Bangladeshi physician and academic

Quazi Tarikul Islam is a Bangladeshi physician and academic. As of 2017, he is a councilor and controller of examination in the Bangladesh College of Physicians and Surgeons. He has served as a member of the Regional Technical Advisor Group for Dengue, SEARO, WHO. He has at least 123 publications in national and international journals. He was the founder Governor of the Bangladesh chapter of American College of Physicians. He was a Member in the National Technical Advisory Committee for COVID-19.

==Early life and education==
Islam was born in Khulna.
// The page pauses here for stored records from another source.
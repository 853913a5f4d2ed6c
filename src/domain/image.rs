//! Uploaded catch photos.
//!
//! The browser hands over images as base64 text (optionally wrapped in a
//! `data:` URI). [`ImageUpload`] keeps that transport encoding as-is: the
//! identification request embeds it verbatim and saved entries reference
//! it as a self-contained data URI.

use std::fmt;

use base64::Engine;
use base64::engine::general_purpose::STANDARD as BASE64_STANDARD;

/// Rejection reasons for an uploaded image.
#[derive(Debug, Clone, PartialEq, Eq, thiserror::Error)]
pub enum ImageError {
    /// The declared MIME type is not an `image/*` type.
    #[error("unsupported mime type: {0}")]
    UnsupportedMimeType(String),

    /// The payload is not valid standard base64.
    #[error("image data is not valid base64")]
    InvalidEncoding,

    /// The payload is empty.
    #[error("image data is empty")]
    Empty,

    /// The data URI is not of the form `data:<mime>;base64,<data>`.
    #[error("malformed data uri")]
    MalformedDataUri,
}

/// A photo awaiting (or used for) identification.
#[derive(Clone, PartialEq, Eq)]
pub struct ImageUpload {
    mime_type: String,
    data: String,
}

impl ImageUpload {
    /// Builds an upload from base64 data and its MIME type.
    ///
    /// Only the transport encoding is checked here; whether the bytes are
    /// a usable photo is left to the identification service.
    ///
    /// # Errors
    ///
    /// Returns [`ImageError`] if the MIME type is not `image/*`, or the data
    /// is empty or not valid base64.
    pub fn new(data: impl Into<String>, mime_type: impl Into<String>) -> Result<Self, ImageError> {
        let data = data.into().trim().to_string();
        let mime_type = mime_type.into().trim().to_ascii_lowercase();

        if !mime_type.starts_with("image/") {
            return Err(ImageError::UnsupportedMimeType(mime_type));
        }
        if data.is_empty() {
            return Err(ImageError::Empty);
        }
        BASE64_STANDARD
            .decode(data.as_bytes())
            .map_err(|_| ImageError::InvalidEncoding)?;

        Ok(Self { mime_type, data })
    }

    /// Parses a `data:<mime>;base64,<data>` URI as produced by a browser
    /// `FileReader` or canvas capture.
    ///
    /// # Errors
    ///
    /// Returns [`ImageError::MalformedDataUri`] if the URI shape is wrong, or
    /// any error of [`ImageUpload::new`] for its parts.
    pub fn from_data_uri(uri: &str) -> Result<Self, ImageError> {
        let rest = uri
            .trim()
            .strip_prefix("data:")
            .ok_or(ImageError::MalformedDataUri)?;
        let (header, data) = rest.split_once(',').ok_or(ImageError::MalformedDataUri)?;
        let mime_type = header
            .strip_suffix(";base64")
            .ok_or(ImageError::MalformedDataUri)?;
        Self::new(data, mime_type)
    }

    /// Encodes raw image bytes.
    ///
    /// # Errors
    ///
    /// Returns [`ImageError`] if the MIME type is not `image/*` or `bytes`
    /// is empty.
    pub fn from_bytes(bytes: &[u8], mime_type: impl Into<String>) -> Result<Self, ImageError> {
        Self::new(BASE64_STANDARD.encode(bytes), mime_type)
    }

    /// Returns the MIME type (lower-cased).
    #[must_use]
    pub fn mime_type(&self) -> &str {
        &self.mime_type
    }

    /// Returns the base64-encoded image data.
    #[must_use]
    pub fn base64_data(&self) -> &str {
        &self.data
    }

    /// Returns the self-contained `data:` URI for this image.
    #[must_use]
    pub fn data_uri(&self) -> String {
        format!("data:{};base64,{}", self.mime_type, self.data)
    }
}

impl fmt::Debug for ImageUpload {
    fn fmt(&self, f: &mut fmt::Formatter<'_>) -> fmt::Result {
        f.debug_struct("ImageUpload")
            .field("mime_type", &self.mime_type)
            .field("base64_len", &self.data.len())
            .finish()
    }
}

#[cfg(test)]
#[allow(clippy::panic)]
mod tests {
    use super::*;

    #[test]
    fn accepts_image_mime_types() {
        let Ok(image) = ImageUpload::from_bytes(b"\xff\xd8\xff\xe0", "image/JPEG") else {
            panic!("jpeg should be accepted");
        };
        assert_eq!(image.mime_type(), "image/jpeg");
        assert_eq!(image.base64_data(), "/9j/4A==");
    }

    #[test]
    fn rejects_non_image_mime_types() {
        let result = ImageUpload::new("aGVsbG8=", "text/plain");
        assert_eq!(
            result,
            Err(ImageError::UnsupportedMimeType("text/plain".to_string()))
        );
    }

    #[test]
    fn rejects_invalid_base64() {
        assert_eq!(
            ImageUpload::new("not base64!", "image/png"),
            Err(ImageError::InvalidEncoding)
        );
        assert_eq!(ImageUpload::new("  ", "image/png"), Err(ImageError::Empty));
    }

    #[test]
    fn data_uri_round_trip() {
        let Ok(image) = ImageUpload::new("iVBORw0KGgo=", "image/png") else {
            panic!("valid png");
        };
        let uri = image.data_uri();
        assert_eq!(uri, "data:image/png;base64,iVBORw0KGgo=");
        assert_eq!(ImageUpload::from_data_uri(&uri), Ok(image));
    }

    #[test]
    fn malformed_data_uris_are_rejected() {
        for uri in ["image/png;base64,AAAA", "data:image/png,AAAA", "data:image/png;base64"] {
            assert_eq!(
                ImageUpload::from_data_uri(uri),
                Err(ImageError::MalformedDataUri),
                "{uri}"
            );
        }
    }

    #[test]
    fn debug_does_not_dump_payload() {
        let Ok(image) = ImageUpload::new("iVBORw0KGgo=", "image/png") else {
            panic!("valid png");
        };
        let debug = format!("{image:?}");
        assert!(!debug.contains("iVBORw0KGgo="));
        assert!(debug.contains("base64_len"));
    }
}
He completed MBBS from Rajshahi Medical College. He completed FCPS (Medicine) from Bangladesh College of Physicians and Surgeons on 1987. He is the Overseas Regional advisor, Royal College of Physicians of Edinburgh, UK (2019-2024). He is also Executive Member of International Society of Internal Medicine (ISIM) (2018-2021)

==Career==
Islam was the Professor of Medicine both in Rajshahi Medical College (2007-2009) and Dhaka Medical College (2009-2011). He is the Editor in Chief, National guideline for clinical management of Dengue syndrome 2020. He is the Author of "51 cases in Clinical Medicine" published in December 2019.
After retirement he joined as a professor of medicine in Popular Medical College where he also works as a Medicine Specialist.